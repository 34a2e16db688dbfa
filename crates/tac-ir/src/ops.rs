//! Operator vocabularies, their type signatures, and their evaluation.
//!
//! The constant folder and the emulator both evaluate operators through
//! [`UnaryOp::eval`], [`BinaryOp::eval`] and [`CondOp::eval`], so a folded
//! result is always the value the program would compute at runtime.

use std::{cmp::Ordering, fmt};

use serde::{Deserialize, Serialize};

use crate::{types::Type, value::Value};

/// Why an operator could not be evaluated.
#[derive(Clone, Debug, Eq, PartialEq, thiserror::Error)]
pub enum ArithError {
    #[error("division by zero")]
    DivisionByZero,
    #[error("`{op}` is not defined for ({operands})")]
    Operands { op: &'static str, operands: String },
}

fn operands_err(op: &'static str, values: &[&Value]) -> ArithError {
    let operands = values
        .iter()
        .map(|v| v.to_string())
        .collect::<Vec<_>>()
        .join(", ");
    ArithError::Operands { op, operands }
}

fn ordering_to_int(ord: Ordering) -> i32 {
    match ord {
        Ordering::Less => -1,
        Ordering::Equal => 0,
        Ordering::Greater => 1,
    }
}

/// Three-way comparison of doubles. Unordered operands (NaN) compare
/// as equal, matching `cmp.dd` in generated C.
fn compare_doubles(a: f64, b: f64) -> i32 {
    a.partial_cmp(&b).map_or(0, ordering_to_int)
}

#[derive(Copy, Clone, Debug, Eq, PartialEq, Hash, Serialize, Deserialize)]
pub enum UnaryOp {
    /// Integer negation.
    NegI,
    /// Integer bitwise complement.
    NotI,
    /// Boolean negation.
    NotB,
    /// Double negation.
    NegD,
    IntToDouble,
    /// Saturating; NaN converts to zero.
    DoubleToInt,
    ByteToInt,
    /// Truncating.
    IntToByte,
    CharToInt,
    /// Truncating.
    IntToChar,
}

impl UnaryOp {
    pub const ALL: [UnaryOp; 10] = [
        Self::NegI,
        Self::NotI,
        Self::NotB,
        Self::NegD,
        Self::IntToDouble,
        Self::DoubleToInt,
        Self::ByteToInt,
        Self::IntToByte,
        Self::CharToInt,
        Self::IntToChar,
    ];

    pub fn mnemonic(self) -> &'static str {
        match self {
            Self::NegI => "neg.i",
            Self::NotI => "not.i",
            Self::NotB => "not.b",
            Self::NegD => "neg.d",
            Self::IntToDouble => "cvt.id",
            Self::DoubleToInt => "cvt.di",
            Self::ByteToInt => "cvt.bi",
            Self::IntToByte => "cvt.ib",
            Self::CharToInt => "cvt.ci",
            Self::IntToChar => "cvt.ic",
        }
    }

    /// The `(output, operand)` types.
    pub fn signature(self) -> (Type, Type) {
        match self {
            Self::NegI | Self::NotI => (Type::int(), Type::int()),
            Self::NotB => (Type::bool(), Type::bool()),
            Self::NegD => (Type::double(), Type::double()),
            Self::IntToDouble => (Type::double(), Type::int()),
            Self::DoubleToInt => (Type::int(), Type::double()),
            Self::ByteToInt => (Type::int(), Type::byte()),
            Self::IntToByte => (Type::byte(), Type::int()),
            Self::CharToInt => (Type::int(), Type::char()),
            Self::IntToChar => (Type::char(), Type::int()),
        }
    }

    #[allow(clippy::cast_possible_truncation, clippy::cast_sign_loss)]
    pub fn eval(self, src: &Value) -> Result<Value, ArithError> {
        let v = match (self, src) {
            (Self::NegI, Value::Int(a)) => Value::Int(a.wrapping_neg()),
            (Self::NotI, Value::Int(a)) => Value::Int(!a),
            (Self::NotB, Value::Bool(a)) => Value::Bool(!a),
            (Self::NegD, Value::Double(a)) => Value::Double(-a),
            (Self::IntToDouble, Value::Int(a)) => Value::Double(f64::from(*a)),
            // `as` saturates and maps NaN to zero.
            (Self::DoubleToInt, Value::Double(a)) => Value::Int(*a as i32),
            (Self::ByteToInt, Value::Byte(a)) => Value::Int(i32::from(*a)),
            (Self::IntToByte, Value::Int(a)) => Value::Byte(*a as i8),
            (Self::CharToInt, Value::Char(a)) => Value::Int(i32::from(*a)),
            (Self::IntToChar, Value::Int(a)) => Value::Char(*a as u16),
            _ => return Err(operands_err(self.mnemonic(), &[src])),
        };
        Ok(v)
    }
}

impl fmt::Display for UnaryOp {
    fn fmt(&self, f: &mut fmt::Formatter<'_>) -> fmt::Result {
        f.write_str(self.mnemonic())
    }
}

#[derive(Copy, Clone, Debug, Eq, PartialEq, Hash, Serialize, Deserialize)]
pub enum BinaryOp {
    AddI,
    SubI,
    MulI,
    DivI,
    RemI,
    AndI,
    OrI,
    XorI,
    ShlI,
    /// Arithmetic shift.
    ShrI,
    CmpI,
    AddD,
    SubD,
    MulD,
    DivD,
    CmpD,
    CmpC,
    /// Ordinal comparison of UTF-16 code units.
    CmpS,
}

impl BinaryOp {
    pub const ALL: [BinaryOp; 18] = [
        Self::AddI,
        Self::SubI,
        Self::MulI,
        Self::DivI,
        Self::RemI,
        Self::AndI,
        Self::OrI,
        Self::XorI,
        Self::ShlI,
        Self::ShrI,
        Self::CmpI,
        Self::AddD,
        Self::SubD,
        Self::MulD,
        Self::DivD,
        Self::CmpD,
        Self::CmpC,
        Self::CmpS,
    ];

    pub fn mnemonic(self) -> &'static str {
        match self {
            Self::AddI => "add.ii",
            Self::SubI => "sub.ii",
            Self::MulI => "mul.ii",
            Self::DivI => "div.ii",
            Self::RemI => "mod.ii",
            Self::AndI => "and.ii",
            Self::OrI => "or.ii",
            Self::XorI => "xor.ii",
            Self::ShlI => "shl.ii",
            Self::ShrI => "shr.ii",
            Self::CmpI => "cmp.ii",
            Self::AddD => "add.dd",
            Self::SubD => "sub.dd",
            Self::MulD => "mul.dd",
            Self::DivD => "div.dd",
            Self::CmpD => "cmp.dd",
            Self::CmpC => "cmp.cc",
            Self::CmpS => "cmp.ss",
        }
    }

    /// The `(output, lhs, rhs)` types. Comparisons produce an integer in
    /// `{-1, 0, 1}`.
    pub fn signature(self) -> (Type, Type, Type) {
        match self {
            Self::AddI
            | Self::SubI
            | Self::MulI
            | Self::DivI
            | Self::RemI
            | Self::AndI
            | Self::OrI
            | Self::XorI
            | Self::ShlI
            | Self::ShrI
            | Self::CmpI => (Type::int(), Type::int(), Type::int()),
            Self::AddD | Self::SubD | Self::MulD | Self::DivD => {
                (Type::double(), Type::double(), Type::double())
            }
            Self::CmpD => (Type::int(), Type::double(), Type::double()),
            Self::CmpC => (Type::int(), Type::char(), Type::char()),
            Self::CmpS => (Type::int(), Type::string(), Type::string()),
        }
    }

    #[allow(clippy::arithmetic_side_effects, clippy::cast_sign_loss)]
    pub fn eval(self, lhs: &Value, rhs: &Value) -> Result<Value, ArithError> {
        use Value::{Char, Double, Int, Str};

        let v = match (self, lhs, rhs) {
            (Self::AddI, Int(a), Int(b)) => Int(a.wrapping_add(*b)),
            (Self::SubI, Int(a), Int(b)) => Int(a.wrapping_sub(*b)),
            (Self::MulI, Int(a), Int(b)) => Int(a.wrapping_mul(*b)),
            (Self::DivI | Self::RemI, Int(_), Int(0)) => return Err(ArithError::DivisionByZero),
            (Self::DivI, Int(a), Int(b)) => Int(a.wrapping_div(*b)),
            (Self::RemI, Int(a), Int(b)) => Int(a.wrapping_rem(*b)),
            (Self::AndI, Int(a), Int(b)) => Int(a & b),
            (Self::OrI, Int(a), Int(b)) => Int(a | b),
            (Self::XorI, Int(a), Int(b)) => Int(a ^ b),
            // Shift amounts are masked to the operand width.
            (Self::ShlI, Int(a), Int(b)) => Int(a.wrapping_shl(*b as u32)),
            (Self::ShrI, Int(a), Int(b)) => Int(a.wrapping_shr(*b as u32)),
            (Self::CmpI, Int(a), Int(b)) => Int(ordering_to_int(a.cmp(b))),

            (Self::AddD, Double(a), Double(b)) => Double(a + b),
            (Self::SubD, Double(a), Double(b)) => Double(a - b),
            (Self::MulD, Double(a), Double(b)) => Double(a * b),
            (Self::DivD, Double(a), Double(b)) => Double(a / b),
            (Self::CmpD, Double(a), Double(b)) => Int(compare_doubles(*a, *b)),

            (Self::CmpC, Char(a), Char(b)) => Int(ordering_to_int(a.cmp(b))),
            (Self::CmpS, Str(a), Str(b)) => Int(ordering_to_int(a.cmp(b))),
            _ => return Err(operands_err(self.mnemonic(), &[lhs, rhs])),
        };
        Ok(v)
    }
}

impl fmt::Display for BinaryOp {
    fn fmt(&self, f: &mut fmt::Formatter<'_>) -> fmt::Result {
        f.write_str(self.mnemonic())
    }
}

/// The operand domain of a [`CondOp`].
#[derive(Copy, Clone, Debug, Eq, PartialEq, Hash, Serialize, Deserialize)]
pub enum CondDomain {
    Int,
    Double,
    Char,
    Str,
    Unit,
    Bool,
}

impl CondDomain {
    pub fn ty(self) -> Type {
        match self {
            Self::Int => Type::int(),
            Self::Double => Type::double(),
            Self::Char => Type::char(),
            Self::Str => Type::string(),
            Self::Unit => Type::Unit,
            Self::Bool => Type::bool(),
        }
    }

    fn suffix(self) -> &'static str {
        match self {
            Self::Int => "ii",
            Self::Double => "dd",
            Self::Char => "cc",
            Self::Str => "ss",
            Self::Unit => "uu",
            Self::Bool => "bb",
        }
    }

    /// Unit and bool only support equality.
    pub fn is_ordered(self) -> bool {
        !matches!(self, Self::Unit | Self::Bool)
    }
}

#[derive(Copy, Clone, Debug, Eq, PartialEq, Hash, Serialize, Deserialize)]
pub enum Relation {
    Eq,
    Ne,
    Lt,
    Le,
    Gt,
    Ge,
}

impl Relation {
    fn prefix(self) -> &'static str {
        match self {
            Self::Eq => "jeq",
            Self::Ne => "jne",
            Self::Lt => "jlt",
            Self::Le => "jle",
            Self::Gt => "jgt",
            Self::Ge => "jge",
        }
    }

    pub fn holds(self, ord: Ordering) -> bool {
        match self {
            Self::Eq => ord == Ordering::Equal,
            Self::Ne => ord != Ordering::Equal,
            Self::Lt => ord == Ordering::Less,
            Self::Le => ord != Ordering::Greater,
            Self::Gt => ord == Ordering::Greater,
            Self::Ge => ord != Ordering::Less,
        }
    }

    pub fn is_equality(self) -> bool {
        matches!(self, Self::Eq | Self::Ne)
    }
}

/// The comparison tested by a conditional jump.
#[derive(Copy, Clone, Debug, Eq, PartialEq, Hash, Serialize, Deserialize)]
pub struct CondOp {
    relation: Relation,
    domain: CondDomain,
}

impl CondOp {
    /// Returns `None` for an ordering relation over an unordered domain.
    pub fn new(relation: Relation, domain: CondDomain) -> Option<Self> {
        if !relation.is_equality() && !domain.is_ordered() {
            return None;
        }
        Some(Self { relation, domain })
    }

    pub fn relation(self) -> Relation {
        self.relation
    }

    pub fn domain(self) -> CondDomain {
        self.domain
    }

    /// The `(lhs, rhs)` types.
    pub fn signature(self) -> (Type, Type) {
        (self.domain.ty(), self.domain.ty())
    }

    pub fn eval(self, lhs: &Value, rhs: &Value) -> Result<bool, ArithError> {
        use Value::{Bool, Char, Double, Int, Str, Unit};

        let holds = match (self.domain, lhs, rhs) {
            (CondDomain::Int, Int(a), Int(b)) => self.relation.holds(a.cmp(b)),
            (CondDomain::Char, Char(a), Char(b)) => self.relation.holds(a.cmp(b)),
            (CondDomain::Str, Str(a), Str(b)) => self.relation.holds(a.cmp(b)),
            // IEEE semantics: every relation but `!=` is false for NaN.
            (CondDomain::Double, Double(a), Double(b)) => match a.partial_cmp(b) {
                Some(ord) => self.relation.holds(ord),
                None => self.relation == Relation::Ne,
            },
            (CondDomain::Unit, Unit, Unit) => self.relation.holds(Ordering::Equal),
            (CondDomain::Bool, Bool(a), Bool(b)) => self.relation.holds(a.cmp(b)),
            _ => return Err(operands_err("conditional jump", &[lhs, rhs])),
        };
        Ok(holds)
    }
}

impl fmt::Display for CondOp {
    fn fmt(&self, f: &mut fmt::Formatter<'_>) -> fmt::Result {
        write!(f, "{}.{}", self.relation.prefix(), self.domain.suffix())
    }
}

#[cfg(test)]
mod tests {
    #![allow(clippy::unwrap_used)]

    use super::*;

    #[test]
    fn test_int_arith_wraps() {
        assert_eq!(
            BinaryOp::AddI.eval(&Value::Int(i32::MAX), &Value::Int(1)),
            Ok(Value::Int(i32::MIN))
        );
        assert_eq!(
            BinaryOp::DivI.eval(&Value::Int(i32::MIN), &Value::Int(-1)),
            Ok(Value::Int(i32::MIN))
        );
        assert_eq!(
            UnaryOp::NegI.eval(&Value::Int(i32::MIN)),
            Ok(Value::Int(i32::MIN))
        );
    }

    #[test]
    fn test_division_by_zero() {
        assert_eq!(
            BinaryOp::DivI.eval(&Value::Int(1), &Value::Int(0)),
            Err(ArithError::DivisionByZero)
        );
        assert_eq!(
            BinaryOp::RemI.eval(&Value::Int(1), &Value::Int(0)),
            Err(ArithError::DivisionByZero)
        );
        // Doubles follow IEEE instead.
        assert_eq!(
            BinaryOp::DivD.eval(&Value::Double(1.0), &Value::Double(0.0)),
            Ok(Value::Double(f64::INFINITY))
        );
    }

    #[test]
    fn test_compare_is_three_way() {
        let cmp = |a, b| BinaryOp::CmpI.eval(&Value::Int(a), &Value::Int(b)).unwrap();
        assert_eq!(cmp(1, 2), Value::Int(-1));
        assert_eq!(cmp(2, 2), Value::Int(0));
        assert_eq!(cmp(3, 2), Value::Int(1));

        assert_eq!(
            BinaryOp::CmpS.eval(&Value::str("abc"), &Value::str("abd")),
            Ok(Value::Int(-1))
        );
    }

    #[test]
    fn test_operand_mismatch() {
        let err = BinaryOp::AddI
            .eval(&Value::Int(1), &Value::Bool(true))
            .unwrap_err();
        assert!(matches!(err, ArithError::Operands { op: "add.ii", .. }));
    }

    #[test]
    fn test_conversions() {
        assert_eq!(
            UnaryOp::DoubleToInt.eval(&Value::Double(f64::NAN)),
            Ok(Value::Int(0))
        );
        assert_eq!(
            UnaryOp::DoubleToInt.eval(&Value::Double(1e20)),
            Ok(Value::Int(i32::MAX))
        );
        assert_eq!(
            UnaryOp::IntToByte.eval(&Value::Int(300)),
            Ok(Value::Byte(44))
        );
        assert_eq!(
            UnaryOp::CharToInt.eval(&Value::char('A')),
            Ok(Value::Int(65))
        );
    }

    #[test]
    fn test_cond_ops() {
        let lt = CondOp::new(Relation::Lt, CondDomain::Int).unwrap();
        assert_eq!(lt.to_string(), "jlt.ii");
        assert_eq!(lt.eval(&Value::Int(1), &Value::Int(2)), Ok(true));
        assert_eq!(lt.eval(&Value::Int(2), &Value::Int(2)), Ok(false));

        assert!(CondOp::new(Relation::Lt, CondDomain::Bool).is_none());
        let eq = CondOp::new(Relation::Eq, CondDomain::Unit).unwrap();
        assert_eq!(eq.eval(&Value::Unit, &Value::Unit), Ok(true));

        let ne = CondOp::new(Relation::Ne, CondDomain::Double).unwrap();
        let nan = Value::Double(f64::NAN);
        assert_eq!(ne.eval(&nan, &nan), Ok(true));
        let eq = CondOp::new(Relation::Eq, CondDomain::Double).unwrap();
        assert_eq!(eq.eval(&nan, &nan), Ok(false));
    }

    #[test]
    fn test_signatures_cover_all_ops() {
        for op in BinaryOp::ALL {
            let (_, lhs, rhs) = op.signature();
            assert_eq!(lhs, rhs, "{op}");
        }
        for op in UnaryOp::ALL {
            let (out, src) = op.signature();
            assert!(!out.is_unit() && !src.is_unit(), "{op}");
        }
    }
}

□ □ □

WHAT THIS TASK INVOLVES: Leave out every line after the one with "evaluate operators through". Reproduce the material above exactly from its first line through that line.

SOLUTION TO THIS TASK:
repository 34a2e16db688dbfa
filename crates/tac-ir/src/ops.rs
//! Operator vocabularies, their type signatures, and their evaluation.
//!
//! The constant folder and the emulator both evaluate operators through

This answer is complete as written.